GIVEN INFORMATION Block Start

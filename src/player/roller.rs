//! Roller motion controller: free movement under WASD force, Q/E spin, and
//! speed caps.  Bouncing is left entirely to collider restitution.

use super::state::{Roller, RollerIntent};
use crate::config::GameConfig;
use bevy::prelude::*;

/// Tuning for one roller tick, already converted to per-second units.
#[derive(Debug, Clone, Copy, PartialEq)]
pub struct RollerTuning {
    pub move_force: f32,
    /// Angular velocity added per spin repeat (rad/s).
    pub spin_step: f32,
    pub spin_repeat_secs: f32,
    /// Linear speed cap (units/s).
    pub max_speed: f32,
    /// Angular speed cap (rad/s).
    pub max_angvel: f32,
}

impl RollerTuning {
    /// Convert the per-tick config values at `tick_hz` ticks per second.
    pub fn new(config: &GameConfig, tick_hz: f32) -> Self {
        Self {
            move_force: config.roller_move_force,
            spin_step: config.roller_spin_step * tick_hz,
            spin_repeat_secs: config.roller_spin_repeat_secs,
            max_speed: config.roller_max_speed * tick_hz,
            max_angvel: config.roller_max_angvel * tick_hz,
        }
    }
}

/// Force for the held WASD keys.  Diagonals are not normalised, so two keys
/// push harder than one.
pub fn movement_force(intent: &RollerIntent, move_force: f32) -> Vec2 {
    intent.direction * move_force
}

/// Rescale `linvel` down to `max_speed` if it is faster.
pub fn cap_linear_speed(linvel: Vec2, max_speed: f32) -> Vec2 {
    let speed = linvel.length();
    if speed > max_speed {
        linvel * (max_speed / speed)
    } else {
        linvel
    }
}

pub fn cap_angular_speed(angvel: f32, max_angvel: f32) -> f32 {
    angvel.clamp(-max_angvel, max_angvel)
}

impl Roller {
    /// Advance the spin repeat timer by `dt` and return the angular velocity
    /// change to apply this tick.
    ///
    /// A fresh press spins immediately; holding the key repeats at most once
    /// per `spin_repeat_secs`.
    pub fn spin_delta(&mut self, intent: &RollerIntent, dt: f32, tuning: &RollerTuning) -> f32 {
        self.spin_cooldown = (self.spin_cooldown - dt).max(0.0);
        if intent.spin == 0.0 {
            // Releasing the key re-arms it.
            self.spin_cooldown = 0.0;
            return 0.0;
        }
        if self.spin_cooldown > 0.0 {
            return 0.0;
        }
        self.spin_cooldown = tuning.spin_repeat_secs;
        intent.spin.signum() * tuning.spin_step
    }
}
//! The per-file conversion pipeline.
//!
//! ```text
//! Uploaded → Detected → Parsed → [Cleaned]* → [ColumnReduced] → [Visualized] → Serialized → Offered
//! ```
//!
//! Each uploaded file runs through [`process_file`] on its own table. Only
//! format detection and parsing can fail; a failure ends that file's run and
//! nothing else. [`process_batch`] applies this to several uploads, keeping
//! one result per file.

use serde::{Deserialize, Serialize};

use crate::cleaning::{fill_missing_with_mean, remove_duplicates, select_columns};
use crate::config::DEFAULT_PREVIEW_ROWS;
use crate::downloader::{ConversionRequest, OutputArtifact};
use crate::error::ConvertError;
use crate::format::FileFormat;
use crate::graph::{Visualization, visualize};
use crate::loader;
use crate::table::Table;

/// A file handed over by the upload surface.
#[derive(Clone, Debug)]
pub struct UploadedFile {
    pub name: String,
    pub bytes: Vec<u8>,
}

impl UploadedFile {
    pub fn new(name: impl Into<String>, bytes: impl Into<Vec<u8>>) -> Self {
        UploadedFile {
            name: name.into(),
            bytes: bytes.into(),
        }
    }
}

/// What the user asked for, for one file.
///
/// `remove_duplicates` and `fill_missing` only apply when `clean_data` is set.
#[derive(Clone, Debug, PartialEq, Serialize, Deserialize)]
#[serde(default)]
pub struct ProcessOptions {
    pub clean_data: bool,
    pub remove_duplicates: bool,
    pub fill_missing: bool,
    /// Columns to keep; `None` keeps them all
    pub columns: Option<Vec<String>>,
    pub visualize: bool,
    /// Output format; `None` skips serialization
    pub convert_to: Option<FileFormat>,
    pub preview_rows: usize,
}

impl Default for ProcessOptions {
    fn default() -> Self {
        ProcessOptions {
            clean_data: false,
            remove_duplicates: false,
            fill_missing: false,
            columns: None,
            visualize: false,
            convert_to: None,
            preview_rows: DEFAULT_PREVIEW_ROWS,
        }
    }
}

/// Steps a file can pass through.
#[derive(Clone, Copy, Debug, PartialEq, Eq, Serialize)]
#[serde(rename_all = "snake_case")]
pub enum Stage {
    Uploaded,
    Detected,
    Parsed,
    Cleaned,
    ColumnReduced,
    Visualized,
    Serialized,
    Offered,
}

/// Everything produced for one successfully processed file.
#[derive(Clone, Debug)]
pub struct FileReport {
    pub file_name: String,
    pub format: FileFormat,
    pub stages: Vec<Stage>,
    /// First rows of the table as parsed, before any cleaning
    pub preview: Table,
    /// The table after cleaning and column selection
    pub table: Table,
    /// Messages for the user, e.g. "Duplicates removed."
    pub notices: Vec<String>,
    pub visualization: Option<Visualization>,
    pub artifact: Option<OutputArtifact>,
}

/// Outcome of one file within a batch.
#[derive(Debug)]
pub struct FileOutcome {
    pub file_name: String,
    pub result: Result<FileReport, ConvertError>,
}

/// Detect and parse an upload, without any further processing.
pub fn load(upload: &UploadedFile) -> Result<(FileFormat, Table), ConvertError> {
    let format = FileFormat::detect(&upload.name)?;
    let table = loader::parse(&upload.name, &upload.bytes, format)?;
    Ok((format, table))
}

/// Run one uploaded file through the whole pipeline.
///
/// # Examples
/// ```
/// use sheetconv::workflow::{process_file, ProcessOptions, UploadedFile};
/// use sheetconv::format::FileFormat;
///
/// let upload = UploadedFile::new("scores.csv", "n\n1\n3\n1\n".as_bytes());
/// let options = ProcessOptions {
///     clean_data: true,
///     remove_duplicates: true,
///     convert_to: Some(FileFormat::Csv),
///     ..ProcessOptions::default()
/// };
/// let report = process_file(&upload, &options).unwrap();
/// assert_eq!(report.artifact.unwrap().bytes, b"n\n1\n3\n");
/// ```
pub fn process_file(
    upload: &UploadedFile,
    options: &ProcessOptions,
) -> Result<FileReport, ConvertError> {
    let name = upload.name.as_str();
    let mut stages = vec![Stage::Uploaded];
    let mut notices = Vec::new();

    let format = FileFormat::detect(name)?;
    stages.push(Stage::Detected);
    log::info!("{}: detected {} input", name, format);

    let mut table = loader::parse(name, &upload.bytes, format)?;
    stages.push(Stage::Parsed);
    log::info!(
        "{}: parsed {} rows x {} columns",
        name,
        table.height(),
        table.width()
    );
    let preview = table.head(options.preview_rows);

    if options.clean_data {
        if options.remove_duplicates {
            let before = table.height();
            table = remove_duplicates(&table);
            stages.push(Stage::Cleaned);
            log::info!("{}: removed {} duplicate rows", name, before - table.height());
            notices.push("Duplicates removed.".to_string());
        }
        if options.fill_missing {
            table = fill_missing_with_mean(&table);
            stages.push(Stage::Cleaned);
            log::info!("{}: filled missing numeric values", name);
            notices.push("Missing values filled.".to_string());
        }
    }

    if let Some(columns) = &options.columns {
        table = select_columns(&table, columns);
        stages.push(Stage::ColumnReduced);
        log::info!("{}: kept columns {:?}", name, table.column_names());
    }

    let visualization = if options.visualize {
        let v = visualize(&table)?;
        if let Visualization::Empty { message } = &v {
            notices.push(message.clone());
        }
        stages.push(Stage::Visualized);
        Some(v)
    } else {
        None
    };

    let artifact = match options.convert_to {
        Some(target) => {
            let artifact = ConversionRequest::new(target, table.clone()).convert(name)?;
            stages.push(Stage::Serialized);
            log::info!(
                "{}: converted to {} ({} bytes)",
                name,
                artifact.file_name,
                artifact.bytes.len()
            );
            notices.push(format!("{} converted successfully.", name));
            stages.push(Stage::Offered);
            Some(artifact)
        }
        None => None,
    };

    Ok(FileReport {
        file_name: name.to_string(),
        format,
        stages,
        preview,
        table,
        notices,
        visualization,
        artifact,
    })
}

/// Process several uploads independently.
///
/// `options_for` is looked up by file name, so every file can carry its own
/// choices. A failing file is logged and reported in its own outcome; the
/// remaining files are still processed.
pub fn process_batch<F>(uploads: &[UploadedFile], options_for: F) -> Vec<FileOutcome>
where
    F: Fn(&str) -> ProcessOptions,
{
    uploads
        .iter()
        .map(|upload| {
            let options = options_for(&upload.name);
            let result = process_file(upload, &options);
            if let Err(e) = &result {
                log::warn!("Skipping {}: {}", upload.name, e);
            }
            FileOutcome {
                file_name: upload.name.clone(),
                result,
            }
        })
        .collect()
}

GIVEN INFORMATION Block End

== TASK STATEMENT ==
If a line in the material above contains the word "velocity", it counts; give only the number of such lines.

== RESPONSE TO THIS TASK ==
2